Our earlier research (Danielsson, Macrae and Uthemann 2023; Danielsson and Uthemann 2025) examines how AI affects systemic risk and the effectiveness of financial regulation. We build on that work here, focusing both on the operational realities facing the financial authorities and how they can best respond.
How AI affects the mission of the financial authorities
The financial authorities face a difficult dilemma. The same AI that helps them in executing their mission also undermines their control by helping market participants to identify and exploit regulatory gaps more rapidly than human overseers can respond to breaches.
At the micro-level, AI is very good at searching for regulatory arbitrage, perhaps identifying strategies that achieve the same economic outcome but with lower capital charges than would otherwise have been incurred. Furthermore, AI-driven pricing algorithms excel at price discrimination, offering targeted products to customers that increase revenue while reducing consumer surplus. This might technically comply with fairness rules, but in ways the authority may not have intended.

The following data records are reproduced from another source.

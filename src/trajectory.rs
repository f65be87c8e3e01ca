//! Marker Trajectory Processor.
//!
//! Turns the raw columns of a trial into per-marker time series, locates
//! occlusion gaps, and fills the short ones with a local cubic through the
//! nearest valid samples on both sides.

use log::{debug, info};

use crate::config::GapConfig;
use crate::error::{Error, Result, Warning};
use crate::markers::Marker;
use crate::trial::Trial;
use crate::Position;

/// Valid samples used on each side of a gap (two per side gives a cubic).
const ANCHORS_PER_SIDE: usize = 2;

#[derive(Debug, Clone, Copy, PartialEq, Eq)]
pub enum SampleStatus {
    /// Measured by the capture system.
    Raw,
    /// Filled in by interpolation.
    Interpolated,
    /// Missing, left unresolved.
    Gap,
}

#[derive(Debug, Clone, Copy, PartialEq, Eq)]
pub enum GapStatus {
    Interpolated,
    Unresolved,
}

/// A run of missing frames, `start..=end`.
#[derive(Debug, Clone, Copy, PartialEq, Eq)]
pub struct GapSpan {
    pub start: usize,
    pub end: usize,
    pub status: GapStatus,
}

impl GapSpan {
    pub fn len(&self) -> usize {
        self.end - self.start + 1
    }
}

#[derive(Debug, Clone, Copy, PartialEq)]
pub struct Sample {
    pub timestamp: f64,
    pub position: Option<Position>,
    pub status: SampleStatus,
}

/// The time series of one capture column.
#[derive(Debug, Clone, PartialEq)]
pub struct MarkerTrajectory {
    pub label: String,
    pub marker: Option<Marker>,
    samples: Vec<Sample>,
    gaps: Vec<GapSpan>,
}

impl MarkerTrajectory {
    /// Builds the trajectory of one column, filling gaps of at most
    /// `max_fill_gap` frames.
    pub fn build(
        label: &str,
        marker: Option<Marker>,
        raw: &[Option<Position>],
        frame_rate: f64,
        max_fill_gap: usize,
    ) -> MarkerTrajectory {
        let mut samples: Vec<Sample> = raw
            .iter()
            .enumerate()
            .map(|(i, p)| Sample {
                timestamp: i as f64 / frame_rate,
                position: *p,
                status: if p.is_some() {
                    SampleStatus::Raw
                } else {
                    SampleStatus::Gap
                },
            })
            .collect();

        let mut gaps = Vec::new();
        for (start, end) in find_gaps(raw) {
            let len = end - start + 1;
            let filled = if len <= max_fill_gap {
                interpolate_gap(raw, start, end)
            } else {
                None
            };
            let status = match filled {
                Some(points) => {
                    for (sample, p) in samples[start..=end].iter_mut().zip(points) {
                        sample.position = Some(p);
                        sample.status = SampleStatus::Interpolated;
                    }
                    GapStatus::Interpolated
                }
                None => GapStatus::Unresolved,
            };
            gaps.push(GapSpan { start, end, status });
        }

        MarkerTrajectory {
            label: label.to_string(),
            marker,
            samples,
            gaps,
        }
    }

    pub fn samples(&self) -> &[Sample] {
        &self.samples
    }

    pub fn gaps(&self) -> &[GapSpan] {
        &self.gaps
    }

    pub fn len(&self) -> usize {
        self.samples.len()
    }

    pub fn is_empty(&self) -> bool {
        self.samples.is_empty()
    }

    /// Position at a frame, measured or interpolated.
    pub fn position(&self, frame: usize) -> Option<Position> {
        self.samples.get(frame).and_then(|s| s.position)
    }

    pub fn status(&self, frame: usize) -> Option<SampleStatus> {
        self.samples.get(frame).map(|s| s.status)
    }

    pub fn is_interpolated(&self, frame: usize) -> bool {
        self.status(frame) == Some(SampleStatus::Interpolated)
    }

    pub fn unresolved_frames(&self) -> usize {
        self.gaps
            .iter()
            .filter(|g| g.status == GapStatus::Unresolved)
            .map(|g| g.len())
            .sum()
    }

    /// Share of frames with a position (measured or interpolated).
    pub fn coverage(&self) -> f64 {
        if self.samples.is_empty() {
            return 0.0;
        }
        1.0 - self.unresolved_frames() as f64 / self.samples.len() as f64
    }

    /// One coordinate of the series, `None` where unresolved.
    pub fn axis(&self, axis: usize) -> Vec<Option<f64>> {
        self.samples
            .iter()
            .map(|s| s.position.map(|p| p[axis]))
            .collect()
    }
}

/// All trajectories of a trial, in capture column order.
#[derive(Debug, Clone, PartialEq)]
pub struct TrajectoryLayer {
    trajectories: Vec<MarkerTrajectory>,
}

impl TrajectoryLayer {
    pub fn trajectories(&self) -> &[MarkerTrajectory] {
        &self.trajectories
    }

    pub fn column(&self, column: usize) -> Option<&MarkerTrajectory> {
        self.trajectories.get(column)
    }

    pub fn marker(&self, marker: Marker) -> Option<&MarkerTrajectory> {
        self.trajectories.iter().find(|t| t.marker == Some(marker))
    }
}

/// Runs of consecutive missing frames, as inclusive `(start, end)` pairs.
pub fn find_gaps(series: &[Option<Position>]) -> Vec<(usize, usize)> {
    let mut gaps = Vec::new();
    let mut start: Option<usize> = None;
    for (i, p) in series.iter().enumerate() {
        match (p, start) {
            (None, None) => start = Some(i),
            (Some(_), Some(s)) => {
                gaps.push((s, i - 1));
                start = None;
            }
            _ => {}
        }
    }
    if let Some(s) = start {
        gaps.push((s, series.len() - 1));
    }
    gaps
}

/// Fills `start..=end` with the polynomial through up to two valid samples
/// on each side (cubic with four anchors). Gaps touching either end of the
/// series cannot be interpolated and return `None`.
pub fn interpolate_gap(series: &[Option<Position>], start: usize, end: usize) -> Option<Vec<Position>> {
    let before: Vec<(f64, Position)> = (0..start)
        .rev()
        .filter_map(|i| series[i].map(|p| (i as f64, p)))
        .take(ANCHORS_PER_SIDE)
        .collect();
    let after: Vec<(f64, Position)> = (end + 1..series.len())
        .filter_map(|i| series[i].map(|p| (i as f64, p)))
        .take(ANCHORS_PER_SIDE)
        .collect();
    if before.is_empty() || after.is_empty() {
        return None;
    }
    let anchors: Vec<(f64, Position)> = before.into_iter().rev().chain(after).collect();
    Some(
        (start..=end)
            .map(|i| lagrange(&anchors, i as f64))
            .collect(),
    )
}

fn lagrange(anchors: &[(f64, Position)], t: f64) -> Position {
    let mut value = Position::zeros();
    for (i, (ti, pi)) in anchors.iter().enumerate() {
        let weight: f64 = anchors
            .iter()
            .enumerate()
            .filter(|(j, _)| *j != i)
            .map(|(_, (tj, _))| (t - tj) / (ti - tj))
            .product();
        value += pi * weight;
    }
    value
}

/// Builds every trajectory of the trial and checks the markers the model
/// needs.
///
/// Fails with [`Error::InsufficientData`] when a required marker is absent
/// or unresolved for more than `max_unresolved_fraction` of the trial.
pub fn process(
    trial: &Trial,
    required: &[Marker],
    config: &GapConfig,
) -> Result<(TrajectoryLayer, Vec<Warning>)> {
    let markers = trial.markers();
    let trajectories: Vec<MarkerTrajectory> = trial
        .labels()
        .iter()
        .enumerate()
        .map(|(column, label)| {
            MarkerTrajectory::build(
                label,
                markers.marker_at(column),
                &trial.column(column),
                trial.frame_rate(),
                config.max_fill_gap,
            )
        })
        .collect();

    let total = trial.frame_count();
    for &marker in required {
        let unresolved = match trajectories.iter().find(|t| t.marker == Some(marker)) {
            Some(t) => t.unresolved_frames(),
            None => total,
        };
        if total > 0 && unresolved as f64 > config.max_unresolved_fraction * total as f64 {
            return Err(Error::InsufficientData {
                marker: marker.to_string(),
                unresolved,
                total,
            });
        }
    }

    let mut warnings = Vec::new();
    let mut filled = 0;
    for t in &trajectories {
        for gap in t.gaps() {
            match gap.status {
                GapStatus::Interpolated => filled += 1,
                GapStatus::Unresolved => {
                    debug!("{}: unresolved gap {}-{}", t.label, gap.start, gap.end);
                    warnings.push(Warning::UnresolvedGap {
                        marker: t.label.clone(),
                        start: gap.start,
                        end: gap.end,
                    });
                }
            }
        }
    }
    info!(
        "Trajectories: {} markers, {} gaps filled, {} unresolved.",
        trajectories.len(),
        filled,
        warnings.len()
    );

    Ok((TrajectoryLayer { trajectories }, warnings))
}

#[cfg(test)]
mod tests {
    use super::*;

    fn series(n: usize, gaps: &[(usize, usize)], f: impl Fn(f64) -> Position) -> Vec<Option<Position>> {
        (0..n)
            .map(|i| {
                if gaps.iter().any(|&(s, e)| i >= s && i <= e) {
                    None
                } else {
                    Some(f(i as f64))
                }
            })
            .collect()
    }

    #[test]
    fn finds_gaps_including_edges() {
        let s = series(12, &[(0, 1), (4, 6), (11, 11)], |t| Position::new(t, 0.0, 0.0));
        assert_eq!(find_gaps(&s), vec![(0, 1), (4, 6), (11, 11)]);
        assert!(find_gaps(&series(5, &[], |_| Position::zeros())).is_empty());
    }

    #[test]
    fn cubic_motion_is_recovered_exactly() {
        let f = |t: f64| Position::new(0.5 * t * t * t - t, 2.0 * t * t, 7.0);
        let s = series(30, &[(10, 15)], f);
        let filled = interpolate_gap(&s, 10, 15).unwrap();
        for (k, p) in filled.iter().enumerate() {
            assert!((p - f((10 + k) as f64)).norm() < 1e-6);
        }
    }

    #[test]
    fn edge_gaps_are_not_extrapolated() {
        let s = series(10, &[(0, 2)], |t| Position::new(t, t, t));
        assert!(interpolate_gap(&s, 0, 2).is_none());
        let t = MarkerTrajectory::build("LHEE", Some(Marker::Lhee), &s, 100.0, 10);
        assert_eq!(t.gaps()[0].status, GapStatus::Unresolved);
        assert_eq!(t.position(1), None);
        assert_eq!(t.status(1), Some(SampleStatus::Gap));
    }

    #[test]
    fn short_gaps_filled_long_gaps_flagged() {
        let s = series(100, &[(20, 24), (50, 64)], |t| Position::new(t.sin(), t.cos(), t));
        let t = MarkerTrajectory::build("LHEE", Some(Marker::Lhee), &s, 100.0, 10);
        assert_eq!(t.gaps().len(), 2);
        assert_eq!(t.gaps()[0].status, GapStatus::Interpolated);
        assert_eq!(t.gaps()[1].status, GapStatus::Unresolved);
        assert!((20..=24).all(|i| t.is_interpolated(i) && t.position(i).is_some()));
        assert!((50..=64).all(|i| t.position(i).is_none()));
        assert_eq!(t.unresolved_frames(), 15);
        assert!((t.coverage() - 0.85).abs() < 1e-12);
    }

    #[test]
    fn threshold_is_inclusive() {
        let s = series(40, &[(10, 19)], |t| Position::new(t, 0.0, 0.0));
        let t = MarkerTrajectory::build("X", None, &s, 100.0, 10);
        assert_eq!(t.gaps()[0].status, GapStatus::Interpolated);
        let t = MarkerTrajectory::build("X", None, &s, 100.0, 9);
        assert_eq!(t.gaps()[0].status, GapStatus::Unresolved);
    }
}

AI also helps those intent on exploiting and damaging the financial system. Criminals, terrorists or hostile states use AI to identify weaknesses and coordinate attacks on financial infrastructure. Those attackers need only one successful breach, whereas the defenders must guard the entire system, forcing them to spread their resources even more thinly. We call this “the defender’s dilemma”.
AI might create risks that current monitoring frameworks miss. While AI is rapidly taking over functions such as compliance, credit allocation and, most importantly, liquidity management, systemic risk dashboards are based on past performance and practices. The consequence can be a monitoring framework that, by its very construction, misses emergent risks.
Ultimately, AI gives rise to wrong-way risk, when the risk it creates is the highest in times when we have the greatest exposure to that risk factor.
AI crises
Financial crises occur when institutions shift from maximising profits to maximising survival, the one-in-a-thousand-day problem discussed by Danielsson (2024). This has always been a characteristic of financial crises, at least since the first modern one in 1763, as noted in Danielsson (2020).
AI accelerates crises through its unmatched capacity to monitor the system, evaluate strategic alternatives and execute complex decisions at a speed no human can match. When a shock occurs, the AI engines parse vast streams of market, macroeconomic and competitor data in seconds, rapidly updating forecasts and adjusting positions. This speed advantage means that by the time supervisors register an abnormal market move, significant shifts in liquidity or asset pricing may already have taken place.
Strategic complementarities arise when AIs monitor and interpret one another’s visible market footprints, detect subtle changes in behaviour and infer intent. When one system moves in response to a stress signal, others may interpret it as confirming evidence and adjust accordingly. The result is self-reinforcing action across institutions, creating a rapid convergence of behaviour even without direct coordination. This is not illegal, and there is nothing the authorities can do to prevent such behaviour.
Similarity in AI design and operation reinforces this tendency towards synchronisation. Many institutions procure systems from the same small set of vendors, often relying on similar architectures for critical functions such as liquidity management and risk control. These systems are frequently trained on overlapping datasets and optimised for comparable objectives. Even if vendors differ, aligned retraining cycles and model updates mean multiple AIs can reach the same conclusion at almost the same moment when faced with new information.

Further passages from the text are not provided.